First of all, i'm sorry for the very late answer! Second, thank you a lot for taking your time to explain; i really hope that this answer wil be useful to anyone else having my same problem. Third, this question was made when i already knew about STUMPY but before i knew about MASS, so you should be pleased to know that i'm using MASS for this task, actually i also opened some issues on your github repository :) — Jack022, Aug 18 '20 at 10:22

score 1 · Answer 3 · edited Jul 23 '20 at 04:24

Here's a rather improvised solution that assumes that you are looking for an exact match, its just brute-forcing match checks by iterating over the entire list, if it finds a match it checks the next pos and so on so forth. It also assumes Pattern[0] is not repeated within the Pattern list however that could easily be coded out with a bit more bedazzling

for i in range(len(SampleTarget)):
    # Iterate over the list and check if the number matchs the first
    # one we are checking agaisnt for our pattern
    if SampleTarget[i] == Pattern[0]:
        # Hey this index might be the start of our pattern,
        # lets check to see if the following items are our pattern
        startIndex = i
        for x in range(len(Pattern)):
            curCheck = startIndex + x # Get current place to check agaisnt

            if SampleTarget[curCheck] != Pattern[x]:
                # Disregard the loop, this isnt it
                break

        # Hey, we made it to the end of the break, so it matches
        # Lets print the index where we found the match
        print(f"Found a pattern match in the sample!\nStart Index: {startIndex}\nEnd Index: {curCheck}")

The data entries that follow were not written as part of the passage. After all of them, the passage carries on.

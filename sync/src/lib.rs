//! Data Sync Engine Library
//!
//! Executes one configured synchronization run at a time:
//! - Enumerates the source and destination stores
//! - Classifies every key as create, update, delete, skip or conflict
//! - Applies the decisions through a bounded pool of transfer workers
//! - Retries transient failures with exponential backoff
//! - Dry-run, additive-only and abort-on-error modes
//! - Aggregates per-item outcomes into a single result

pub mod baseline;
pub mod comparator;
pub mod config;
pub mod conflict;
pub mod error;
pub mod filter;
pub mod item;
pub mod progress;
pub mod result;
pub mod store;
pub mod sync_engine;
pub mod transfer;

// Re-export main types and functions
pub use baseline::{BaselineStore, MemoryBaseline};
pub use comparator::{Action, Comparator, Decision, DecisionSummary};
pub use config::{Direction, RetryPolicy, SyncConfig, SyncMode};
pub use conflict::{ConflictPolicy, ConflictResolution, ConflictResolver};
pub use error::{ConfigError, Result, Side, StoreError, SyncError, TransferError};
pub use filter::KeyFilter;
pub use item::{Fingerprint, ItemKey, Listing};
pub use progress::{ProgressChannel, ProgressEvent, ProgressReporter};
pub use result::{Failure, SyncCounts, SyncResult, SyncStatus};
pub use store::{ItemStore, LocalResolver, LocalStore, MemoryResolver, MemoryStore, StoreResolver};
pub use sync_engine::{EnginePhase, SyncEngine};
pub use transfer::{Outcome, OutcomeStatus, TransferExecutor};

/// Run one sync between local directories and wait for its result.
///
/// Inside a tokio runtime this returns a `Failed` result; use [`sync`] there.
pub fn run_sync(config: SyncConfig) -> SyncResult {
    SyncEngine::default().run_blocking(&config)
}

/// Run one sync between local directories
pub async fn sync(config: &SyncConfig) -> SyncResult {
    SyncEngine::default().run(config).await
}

// Test modules
#[cfg(test)]
mod test_support;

Heres my take on one that matches nonexact values, within a given tolerance. Feel free to change this as wanted however it is currently at 0.005, and you read about it here

import math

for i in range(len(SampleTarget)):
    if math.isclose(SampleTarget[i], Pattern[0], abs_tol=0.005):
        startIndex = i
        for x in range(len(Pattern)):
            curCheck = startIndex + x

            if not math.isclose(SampleTarget[curCheck], Pattern[x], abs_tol=0.005):
                break

        print(f"Found a pattern match in the sample!\nStart Index: {startIndex}\nEnd Index: {curCheck}")

And both will output the same thing, just the second does not check equality and rather checks on a similar basis rather then absolute.

Hope this helps! Despite you mentioning things and then I pulled out for loops instead hahaha

Thank you a lot! This is actually a very interesting solution. The problem is that i won't be looking for a exactly similar pattern, but when i'll check my pattern against different datasets, i will need to look for the most similar ones — Jack022, Jul 12 '20 at 14:04
I added an edit for checking against similar values rather than absolute ones @Jack022 — Ethan M-H, Jul 12 '20 at 14:08
This could work! How would it handle if, for example, two patterns are found in two different parts? — Jack022, Jul 12 '20 at 14:47
This should find `all` parts in your SampleTarget that match Pattern. And it will then show the indexes for said pattern matchs — Ethan M-H, Jul 13 '20 at 01:11
Please check my solution that is a fuzzy matching method to solve the approximate polygon matching problem, with a scoring method — Akshay Sehgal, Jul 15 '20 at 04:52

score 1 · Answer 4 · edited Jul 15 '20 at 10:33

The problem you are trying to solve is an approximate sub-sequence matching problem (or a fuzzy polygon matching).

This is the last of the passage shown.